Серафима Ивановна встала и пошатнулась. Ее хотела поддержать Валентина Марковна, но та склонила седую голову на ее плечо, и обе женщины заплакали, никого не стесняясь.
— Вы мать, вы должны понять мое состояние, — всхлипывая, говорила Серафима Ивановна. — Извините меня. Я вас не узнала… Ведь мы могли видеть наших детей счастливыми, если бы… если бы не этот ужас.
— Она выздоровеет… Она выздоровеет… — повторяла Валентина Марковна, а слезы текли по ее щекам. — И мы поженим своих деток. Обязательно сыграем свадьбу.
Максим не ушел из больницы до утра. Серафиме Ивановне и ее сестре главный врач разрешил дежурить ночь у постели умирающей. Максима, несмотря на его просьбы, к Лидии не пустили.
Она открыла глаза только к вечеру, но никого не узнала. Безумный свет дрожал в ее широких мутнеющих зрачках. Мать и тетка по очереди заходили в палату, сидели у изголовья Лидии. Потом приехал Михаил Платонович. Он сгорбился, тревожно озирался по сторонам и все спрашивал у каждой проходящей мимо медсестры: «Ну как? Ну как?» Взглянув на Максима, отвернулся. Максим так и не решился подойти к нему. Увидев молодого человека и узнав, что это жених Нечаевой, главный врач сжалился над ним и наконец позволил ему зайти в палату, не дольше чем на пять минут.

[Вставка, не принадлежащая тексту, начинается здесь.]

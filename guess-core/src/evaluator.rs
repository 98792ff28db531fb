use guess_types::{GuessMode, RoundResult};

pub const LOSS_DETAIL_HIGHER: &str = "Number was higher";
pub const LOSS_DETAIL_LOWER: &str = "Number was lower";

pub struct RoundEvaluator;

impl RoundEvaluator {
    /// Decide a round. A draw equal to the threshold loses in both modes and
    /// gets the ordinary wrong-side wording.
    pub fn evaluate(mode: GuessMode, threshold: u8, drawn_value: u8) -> RoundResult {
        let win = match mode {
            GuessMode::Under => drawn_value < threshold,
            GuessMode::Over => drawn_value > threshold,
        };

        let loss_detail = if win {
            String::new()
        } else {
            match mode {
                GuessMode::Under => LOSS_DETAIL_HIGHER.to_string(),
                GuessMode::Over => LOSS_DETAIL_LOWER.to_string(),
            }
        };

        RoundResult {
            drawn_value,
            win,
            loss_detail,
        }
    }
}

И вот Максим у изголовья своей так и не обретенной невесты. Черты милого лица и те и как будто не те: бескровные щеки запали, глаза как две глубокие ямы, синеватые веки опущены, точно глухие занавески на окнах. И только мелкие веснушки еще отчетливо выступали под глазами…

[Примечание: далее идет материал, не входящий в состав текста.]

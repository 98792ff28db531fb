use anyhow::{Context, Result};
use tokio::io::{AsyncBufReadExt, BufReader};
use tokio::signal;
use tracing::{debug, info};

use guess_session::{Command, Config, GameSession, HELP, render};

#[tokio::main]
async fn main() -> Result<()> {
    // Logs go to stderr so the rendered screen on stdout stays readable
    tracing_subscriber::fmt().with_writer(std::io::stderr).init();

    info!("Starting Under/Over...");

    let config = Config::from_env().context("Failed to read configuration")?;
    let (session, mut events) = GameSession::new(config.timings());

    println!("{}", HELP);
    print!("{}", render(&session.view().await));

    let mut lines = BufReader::new(tokio::io::stdin()).lines();

    loop {
        tokio::select! {
            line = lines.next_line() => {
                let Some(line) = line.context("Failed to read from stdin")? else {
                    info!("Input closed");
                    break;
                };
                if line.trim().is_empty() {
                    continue;
                }

                match line.parse::<Command>() {
                    Ok(Command::Quit) => break,
                    Ok(Command::Help) => println!("{}", HELP),
                    Ok(Command::ShowState) => {
                        let view = session.view().await;
                        println!("{}", serde_json::to_string_pretty(&view)?);
                    }
                    Ok(Command::DismissPosition(position)) => {
                        if session.dismiss_at(position).await.is_none() {
                            println!("No notification at position {}", position);
                        }
                    }
                    Ok(Command::Action(action)) => {
                        if let Err(e) = session.apply(action).await {
                            println!("{}", e);
                        }
                    }
                    Err(e) => println!("{} (type `help`)", e),
                }
            }
            Some(event) = events.recv() => {
                debug!("Session event: {:?}", event);
                print!("{}", render(&session.view().await));
            }
            _ = signal::ctrl_c() => {
                info!("Received Ctrl+C, shutting down gracefully...");
                break;
            }
        }
    }

    session.shutdown().await;
    info!("Under/Over closed.");
    Ok(())
}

Максим вспомнил, как разглядел эти веснушки во время грозы в лесу, как Лидия тянула его к горящему телятнику спасать колхозных телят, потом вспомнил террасу во дворе Филиппа Петровича, соловьиный свист, лунный свет на посеребренной листве яблонь, робкие объятия Лидии, ощущение чистоты и молодости — всего того, что дается человеку один раз в жизни, чтобы он свято берег это до конца дней своих, — вспомнил, и слезы закапали из его глаз…

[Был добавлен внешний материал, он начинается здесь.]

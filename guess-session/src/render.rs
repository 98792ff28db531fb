use guess_types::{EMPTY_HISTORY_PLACEHOLDER, SessionView};

/// Plain-text frame of the game screen.
pub fn render(view: &SessionView) -> String {
    let mut lines = Vec::new();

    for (index, notification) in view.notifications.iter().enumerate() {
        lines.push(match notification.detail() {
            Some(detail) => format!("[{}] {}: {}", index + 1, notification.title(), detail),
            None => format!("[{}] {}", index + 1, notification.title()),
        });
    }

    lines.push(format!("\n        {:>3}\n", view.current_result));
    lines.push(format!(
        "mode: {}  threshold: {}{}",
        view.mode,
        view.threshold,
        if view.cooling_down { "  (cooling down)" } else { "" }
    ));
    lines.push(format!("\n{:<10}{:<12}{}", "Time", "Guess", "Result"));

    if view.history.is_empty() {
        lines.push(EMPTY_HISTORY_PLACEHOLDER.to_string());
    }
    for entry in &view.history {
        lines.push(format!(
            "{:<10}{:<12}{} {}",
            entry.time,
            entry.guess_label(),
            entry.drawn_value,
            if entry.win { "won" } else { "lost" }
        ));
    }

    lines.iter().map(|line| format!("{line}\n")).collect()
}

Он сделал неосторожное движение, загремел стулом, и ему предложили выйти. Так он и не услышал из ее сомкнутых уст ни одного слова, не увидел прощального взгляда…
…Ночью Лидия умерла…
Весь следующий день Максим Страхов метался по Москве как безумный — ходил по паркам и скверам, обнаруживая, что бессознательно забредал в места, связанные с памятью о Лидии. День светился над Москвой ясный, погожий. На бульварах, на солнечной стороне, нежась под теплыми лучами, сидели люди, резвились дети.
Устав бродить, Максим опускался где-либо на скамью и сидел подолгу со склоненной головой. Ясени, клены и липы роняли свою листву, и она, мягко, шелковисто шелестя, ложилась к его ногам.
Смертная тоска налегала на него, сменялась гневом и ненавистью к виновникам гибели любимой. К горлу то и дело подступали слезы, но глаза оставались сухими.
Максим решил поехать в институт. Его тянуло узнать, что думали о трагедии товарищи Лидии, преподаватели, что думал секретарь комитета комсомола Федор Ломакин. Максиму было тяжело показываться в институте — ведь все знали о его прошлой дружбе с преступниками. Но чувство ответственности перед вырастившим и выучившим его коллективом оказалось сильнее, и он отправился в институт.
Весть о его приезде сразу распространилась по факультетам. В коридоре его окружили, засыпали вопросами. Некоторые из подруг Лидии смотрели на него настороженно, другие — с откровенной неприязнью. Многие ведь не забыли о комсомольском собрании, на котором Максиму строго ставили в вину его связь с компанией Бражинского.
Декан и заместитель директора Пшеницын позвали его в кабинет, делая вид, что интересуются в первую очередь его работой в Ковыльной, но Максим чувствовал: мысли их сосредоточены на другом.